In data mining, data can be usually represented in different forms such as records of a matrix, graphs or ordered data. While we find in research different papers addressing methods or solutions for these different representations, there is no clear description of the advantages of every representation compared to the other (i.e when different representations can be applied to solve the problem, under which conditions, a particular representation would have an advantage?).
Here, I am interested in knowing what is, in particular, the advantage of the graph representation over the data matrix representation and vice versa. I realize that different problems would have an intuitive representation as one of the two ways. For example, a social network, is intuitively, represented as a graph while patients records, is intuitively, represented as a data matrix. However, I want to know how these representation compare when there is a prediction task and both representation can be used to solve the task.

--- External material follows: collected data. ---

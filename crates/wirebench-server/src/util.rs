use std::time::Duration;

use tokio::process::Child;
use tracing::{debug, warn};

/// Ask a process to terminate.
#[cfg(unix)]
pub(crate) fn send_terminate(pid: u32) {
    use nix::{
        sys::signal::{Signal, kill},
        unistd::Pid,
    };

    if let Err(e) = kill(Pid::from_raw(pid as i32), Signal::SIGTERM) {
        debug!(pid, error = %e, "SIGTERM not delivered");
    }
}

#[cfg(not(unix))]
pub(crate) fn send_terminate(_pid: u32) {}

/// SIGTERM the child, wait up to `grace`, then SIGKILL.
pub(crate) async fn stop_child(child: &mut Child, grace: Duration) {
    let Some(pid) = child.id() else {
        // Already reaped.
        return;
    };

    send_terminate(pid);
    match tokio::time::timeout(grace, child.wait()).await {
        Ok(Ok(status)) => debug!(pid, %status, "worker stopped"),
        Ok(Err(e)) => warn!(pid, error = %e, "wait on stopping worker failed"),
        Err(_) => {
            warn!(pid, grace_ms = grace.as_millis() as u64, "worker ignored SIGTERM; killing");
            if let Err(e) = child.kill().await {
                warn!(pid, error = %e, "kill failed");
            }
        }
    }
}
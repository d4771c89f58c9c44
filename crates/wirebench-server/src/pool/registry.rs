use std::{
    collections::BTreeMap,
    sync::{Arc, PoisonError, RwLock},
};

use wirebench_model::{WorkerRecord, WorkerState};

/// Shared, cheaply cloneable view of every worker slot.
#[derive(Debug, Clone, Default)]
pub struct WorkerRegistry {
    slots: Arc<RwLock<BTreeMap<usize, WorkerRecord>>>,
}

impl WorkerRegistry {
    pub fn new() -> Self {
        Self::default()
    }

    /// A process is now running in `slot`. Reusing a slot counts as a restart.
    pub(crate) fn started(&self, slot: usize, pid: u32) {
        let mut slots = self.slots.write().unwrap_or_else(PoisonError::into_inner);
        slots
            .entry(slot)
            .and_modify(|rec| {
                rec.pid = pid;
                rec.state = WorkerState::Running;
                rec.restarts = rec.restarts.saturating_add(1);
            })
            .or_insert_with(|| WorkerRecord::running(slot, pid));
    }

    pub(crate) fn exited(&self, slot: usize) {
        let mut slots = self.slots.write().unwrap_or_else(PoisonError::into_inner);
        if let Some(rec) = slots.get_mut(&slot) {
            rec.state = WorkerState::Exited;
        }
    }

    /// All records, ordered by slot.
    pub fn snapshot(&self) -> Vec<WorkerRecord> {
        let slots = self.slots.read().unwrap_or_else(PoisonError::into_inner);
        slots.values().cloned().collect()
    }

    pub fn get(&self, slot: usize) -> Option<WorkerRecord> {
        let slots = self.slots.read().unwrap_or_else(PoisonError::into_inner);
        slots.get(&slot).cloned()
    }

    /// Number of slots with a live process.
    pub fn running(&self) -> usize {
        let slots = self.slots.read().unwrap_or_else(PoisonError::into_inner);
        slots.values().filter(|r| r.state.is_running()).count()
    }

    pub fn total_restarts(&self) -> u32 {
        let slots = self.slots.read().unwrap_or_else(PoisonError::into_inner);
        slots.values().map(|r| r.restarts).sum()
    }
}
use std::{io, path::PathBuf};

use thiserror::Error;

/// Failures that abort a benchmark run.
#[derive(Debug, Error)]
pub enum ClientError {
    #[error("invalid config: {0}")]
    InvalidConfig(String),

    #[error("failed to build http client: {0}")]
    HttpClient(#[source] reqwest::Error),

    #[error("failed to read fixture {}: {source}", .path.display())]
    Fixture {
        path: PathBuf,
        #[source]
        source: io::Error,
    },

    #[error("failed to write results to {}: {source}", .path.display())]
    Output {
        path: PathBuf,
        #[source]
        source: io::Error,
    },

    #[error("csv error: {0}")]
    Csv(#[from] csv::Error),
}

/// Failure of a single timed request. Never aborts a run.
#[derive(Debug, Error)]
pub enum TransportError {
    #[error("request to {url} failed: {source}")]
    Request {
        url: String,
        #[source]
        source: reqwest::Error,
    },

    #[error("{url} answered with status {status}")]
    Status { url: String, status: u16 },

    #[error("reading response from {url} failed: {source}")]
    Body {
        url: String,
        #[source]
        source: reqwest::Error,
    },
}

An example that may illustrate my interest is chemical-protein interaction network. In this network, chemicals that may have an effect on a specific protein target, will have an active relationship. This active relationship can be represented either as an edge of weight 1 between a chemical and a protein in a graph or as a positive label for a set of features describing the compound in a record. Another example would be the author-paper network. To predict the author of the paper, we may extract features from the papers and build our data matrix. Another way, would be building a graph in which a new paper is linked with the most similar paper and then, we try to predict who may be the authors based on traversing the graph.
One answer I would have once thinking about these two representations is the different levels of describing the data. In a data matrix, there is the advantage of having many variables describing a given case or sample. In graphs, on the other hand, it is only one variable representing the similarity between the samples. Nevertheless, a graph topology may highlight important nodes in the network. What else ?
In summary, I am interested to know the expert advise on when to use a graph representation or a data matrix representation and why? If you are someone who likes graphs and prefer mining them, tell me why?